The random walk on DNA origami can be modeled as one dimensional random walk with a reflecting and an absorbing barrier (Figure 1). Tracks in the same column are grouped into rectangles, and each step is defined as walking from one rectangle to an adjacent one. We are interested in expressing the probability of reaching the walker goal as a function of the number of steps taken.

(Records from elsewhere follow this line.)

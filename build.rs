use std::process::Command;
use std::time::{SystemTime, UNIX_EPOCH};

fn main() {
    println!("cargo:rerun-if-changed=.git/HEAD");
    println!("cargo:rerun-if-env-changed=SOURCE_DATE_EPOCH");

    let git_sha = Command::new("git")
        .args(["rev-parse", "--short", "HEAD"])
        .output()
        .ok()
        .filter(|output| output.status.success())
        .and_then(|output| String::from_utf8(output.stdout).ok())
        .map(|value| value.trim().to_string())
        .filter(|value| !value.is_empty())
        .unwrap_or_else(|| "unknown".to_string());

    let build_ts = std::env::var("SOURCE_DATE_EPOCH").unwrap_or_else(|_| {
        SystemTime::now()
            .duration_since(UNIX_EPOCH)
            .unwrap_or_default()
            .as_secs()
            .to_string()
    });

    println!("cargo:rustc-env=OLLAMA_RUNNER_GIT_SHA={git_sha}");
    println!("cargo:rustc-env=OLLAMA_RUNNER_BUILD_TS={build_ts}");
}
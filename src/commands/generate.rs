use std::path::PathBuf;

use clap::Args;
use serde_json::json;

use crate::commands::{CommonArgs, print_json, read_prompt};
use crate::ollama::images::encode_image_file;
use crate::ollama::{GenerateRequest, OllamaClient};

#[derive(Debug, Args, Clone)]
pub struct GenerateArgs {
    #[command(flatten)]
    pub common: CommonArgs,
    #[arg(long, help = "Model name, e.g. llama3.1:8b")]
    pub model: Option<String>,
    #[arg(long = "image", value_name = "PATH", help = "Attach an image (repeatable)")]
    pub images: Vec<PathBuf>,
    #[arg(long, help = "Print the request instead of sending it")]
    pub dry_run: bool,
    #[arg(long, help = "Print the model and response as JSON")]
    pub json: bool,
    #[arg(help = "Prompt text; read from stdin when omitted")]
    pub prompt: Option<String>,
}

pub fn run(args: GenerateArgs) -> Result<(), String> {
    args.common.init_logging();
    let settings = args.common.settings(args.model.clone())?;
    let model = settings.require_model()?.to_string();
    let prompt = read_prompt(args.prompt)?;
    let images = args
        .images
        .iter()
        .map(|path| encode_image_file(path).map_err(|err| err.to_string()))
        .collect::<Result<Vec<_>, _>>()?;
    let client = OllamaClient::with_config(settings.client);

    if args.dry_run {
        let request = GenerateRequest::new(model, prompt).with_images(images);
        return print_json(&json!({
            "dry_run": true,
            "endpoint": client.endpoint("/api/generate"),
            "request": request,
        }));
    }

    let response = client
        .generate_with_images(&model, &prompt, images)
        .map_err(|err| err.to_string())?;
    if args.json {
        return print_json(&json!({ "model": model, "response": response }));
    }
    println!("{response}");
    Ok(())
}
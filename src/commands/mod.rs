use std::io::{self, IsTerminal, Read};

use clap::Args;

use crate::config::{self, Overrides, Settings};
use crate::logging::{self, Verbosity};

pub mod config_cmd;
pub mod decide;
pub mod embed;
pub mod generate;
pub mod models;

/// Flags shared by every subcommand that talks to the server.
#[derive(Debug, Args, Clone, Default)]
pub struct CommonArgs {
    #[arg(long, value_name = "URL", help = "Ollama server address")]
    pub base_url: Option<String>,
    #[arg(long, help = "Profile name from the config file")]
    pub profile: Option<String>,
    #[arg(short, long, help = "Log requests to stderr")]
    pub verbose: bool,
    #[arg(short, long, help = "Only log errors")]
    pub quiet: bool,
}

impl CommonArgs {
    pub fn init_logging(&self) {
        logging::init(Verbosity::from_flags(self.quiet, self.verbose));
    }

    pub fn settings(&self, model: Option<String>) -> Result<Settings, String> {
        config::resolve(&Overrides {
            base_url: self.base_url.clone(),
            model,
            profile: self.profile.clone(),
        })
    }
}

/// Uses the prompt argument when given, otherwise reads stdin.
pub(crate) fn read_prompt(prompt: Option<String>) -> Result<String, String> {
    const MISSING: &str = "No prompt provided. Pass it as an argument or pipe it on stdin.";

    if let Some(prompt) = prompt.filter(|value| !value.trim().is_empty()) {
        return Ok(prompt);
    }

    let stdin = io::stdin();
    if stdin.is_terminal() {
        return Err(MISSING.to_string());
    }
    let mut buffer = String::new();
    stdin
        .lock()
        .read_to_string(&mut buffer)
        .map_err(|err| format!("Failed to read prompt from stdin: {err}"))?;
    let trimmed = buffer.trim();
    if trimmed.is_empty() {
        return Err(MISSING.to_string());
    }
    Ok(trimmed.to_string())
}

pub(crate) fn print_json(value: &serde_json::Value) -> Result<(), String> {
    let text = serde_json::to_string_pretty(value)
        .map_err(|err| format!("Failed to encode JSON output: {err}"))?;
    println!("{text}");
    Ok(())
}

Figure 1. Modeling the random walk on DNA origami as one dimensional random walk. Cyan, markers. Blue, Track 1. Red, Track 2. White, DNA staples only. Five-pointed star, walker goal. Each step is modeled as walking from one rectangle to an adjacent one. SP 10, 22, 34 indicate different starting positions. Note that in the cases of SP22 and SP34, there are no tracks to the left of starting positions.

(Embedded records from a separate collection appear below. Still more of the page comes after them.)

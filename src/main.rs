use std::io;
use std::process;

use clap::{CommandFactory, Parser, Subcommand, ValueEnum};
use clap_complete::{generate, shells};
use ollama_runner::LONG_VERSION;
use ollama_runner::commands::config_cmd::{self, ConfigArgs};
use ollama_runner::commands::decide::{self, DecideArgs};
use ollama_runner::commands::embed::{self, EmbedArgs};
use ollama_runner::commands::generate::{self as generate_cmd, GenerateArgs};
use ollama_runner::commands::models::{self, ModelsArgs};
use owo_colors::{OwoColorize, Stream};

const ROOT_HELP_EXAMPLES: &str = "Examples:\n  ollama-runner models\n  ollama-runner generate --model llama3.1:8b \"Explain Ollama in one line\"\n  echo \"hello world\" | ollama-runner embed --model granite-embedding:30m\n  ollama-runner decide --model llama3.1:8b --tools tools.toml \"What is 2 + 3?\"\n  ollama-runner completion bash > ~/.local/share/bash-completion/completions/ollama-runner";

const DECIDE_HELP_EXAMPLES: &str = "Tools file (TOML):\n  [[tools]]\n  name = \"add\"\n  doc = \"Add two numbers.\"\n  params = [{ name = \"a\", type = \"i64\" }, { name = \"b\", type = \"i64\" }]";

#[derive(Debug, Parser)]
#[command(
    name = "ollama-runner",
    about = "Client for a local Ollama server",
    version,
    long_version = LONG_VERSION,
    after_help = ROOT_HELP_EXAMPLES
)]
struct Cli {
    #[command(subcommand)]
    command: Commands,
}

#[derive(Debug, Subcommand)]
enum Commands {
    #[command(about = "List installed models")]
    Models(ModelsArgs),
    #[command(about = "Generate a completion for a prompt")]
    Generate(GenerateArgs),
    #[command(about = "Print the embedding vector for a text")]
    Embed(EmbedArgs),
    #[command(
        about = "Ask a model which tool to call",
        after_help = DECIDE_HELP_EXAMPLES
    )]
    Decide(DecideArgs),
    #[command(about = "Manage local config")]
    Config(ConfigArgs),
    #[command(about = "Generate shell completion script")]
    Completion {
        #[arg(value_enum)]
        shell: CompletionShell,
    },
}

#[derive(Debug, Clone, Copy, ValueEnum)]
enum CompletionShell {
    Bash,
    Zsh,
    Fish,
}

fn print_completion(shell: CompletionShell) {
    let mut cmd = Cli::command();
    let name = "ollama-runner";
    match shell {
        CompletionShell::Bash => generate(shells::Bash, &mut cmd, name, &mut io::stdout()),
        CompletionShell::Zsh => generate(shells::Zsh, &mut cmd, name, &mut io::stdout()),
        CompletionShell::Fish => generate(shells::Fish, &mut cmd, name, &mut io::stdout()),
    }
}

fn main() {
    let cli = Cli::parse();

    let result = match cli.command {
        Commands::Models(args) => models::run(args),
        Commands::Generate(args) => generate_cmd::run(args),
        Commands::Embed(args) => embed::run(args),
        Commands::Decide(args) => decide::run(args),
        Commands::Config(args) => config_cmd::run(args),
        Commands::Completion { shell } => {
            print_completion(shell);
            Ok(())
        }
    };

    if let Err(err) = result {
        eprintln!(
            "{} {err}",
            "error:".if_supports_color(Stream::Stderr, |label| label.red())
        );
        process::exit(1);
    }
}
// This Source Code Form is subject to the terms of the Mozilla Public
// License, v. 2.0. If a copy of the MPL was not distributed with this
// file, You can obtain one at http://mozilla.org/MPL/2.0/.

//! Everything that can go wrong between reading a configuration and
//! handing back a finished image.  All of it is detected before the
//! first pass starts, except cancellation, a panicking worker and asking
//! a finished accumulator for another pass.

/// The library's error type.
#[derive(Debug, Fail, PartialEq)]
pub enum RenderError {
    /// A formula needs a parameter that has no default and was not
    /// supplied.
    #[fail(display = "{} requires the parameter \"{}\"", fractal, name)]
    MissingParameter {
        /// The formula being constructed.
        fractal: String,
        /// The missing key.
        name: String,
    },

    /// A parameter was supplied with a type that cannot be promoted to
    /// the one the formula wants.
    #[fail(display = "parameter \"{}\" must be {}, not {}", name, expected, found)]
    WrongParameterType {
        /// The offending key.
        name: String,
        /// What the formula asked for.
        expected: &'static str,
        /// What was in the bag.
        found: &'static str,
    },

    /// A parameter has the right type but an unusable value.
    #[fail(display = "parameter \"{}\" is invalid: {}", name, reason)]
    InvalidParameter {
        /// The offending key.
        name: String,
        /// Why it was rejected.
        reason: String,
    },

    /// A parameter was supplied that the formula does not know about.
    #[fail(display = "{} has no parameter named \"{}\"", fractal, name)]
    UnknownParameter {
        /// The formula being constructed.
        fractal: String,
        /// The unrecognised key.
        name: String,
    },

    /// No formula goes by this name.
    #[fail(display = "unknown fractal \"{}\"", _0)]
    UnknownFractal(String),

    /// The image has no pixels.
    #[fail(display = "image dimensions must be positive, got {}x{}", width, height)]
    InvalidDimensions {
        /// Requested width.
        width: usize,
        /// Requested height.
        height: usize,
    },

    /// Zero passes were requested.
    #[fail(display = "pass count must be at least 1")]
    InvalidPassCount,

    /// The view (zoom, span, skew, center) cannot be mapped.
    #[fail(display = "invalid view: {}", _0)]
    InvalidView(String),

    /// The caller raised the cancellation flag.
    #[fail(display = "render cancelled after {} of {} passes", completed, total)]
    Cancelled {
        /// Passes that finished before the flag was seen.
        completed: u32,
        /// Passes requested.
        total: u32,
    },

    /// Another pass was asked of an accumulator that already has them
    /// all.
    #[fail(display = "all {} passes have already run", _0)]
    AllPassesRun(u32),

    /// A worker thread panicked mid-pass.  The partial sums are
    /// discarded.
    #[fail(display = "a render worker panicked during pass {}", _0)]
    WorkerPanicked(u32),
}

Consider a random walk on a line segment with N+1 sites denoted by integers (0,1,2, … , N) (Figure 2). The walker starts random walk at site i, 0 < i ≤ N. Let p be the probability for the walker to move one segment to the left, q be the probability for the walker to move one segment to the right. The probability for the walker to stay at a particular site for the next unit time is thus r = 1 – p – q. When the walker reaches site N, the partially reflecting barrier, it has a probability of β to be reflected back to site N – 1, and a probability of α = 1 – β to stay at site N in the next unit time. When reaching site 0, the absorbing barrier, it stays there for 100% probability and the random walk ends.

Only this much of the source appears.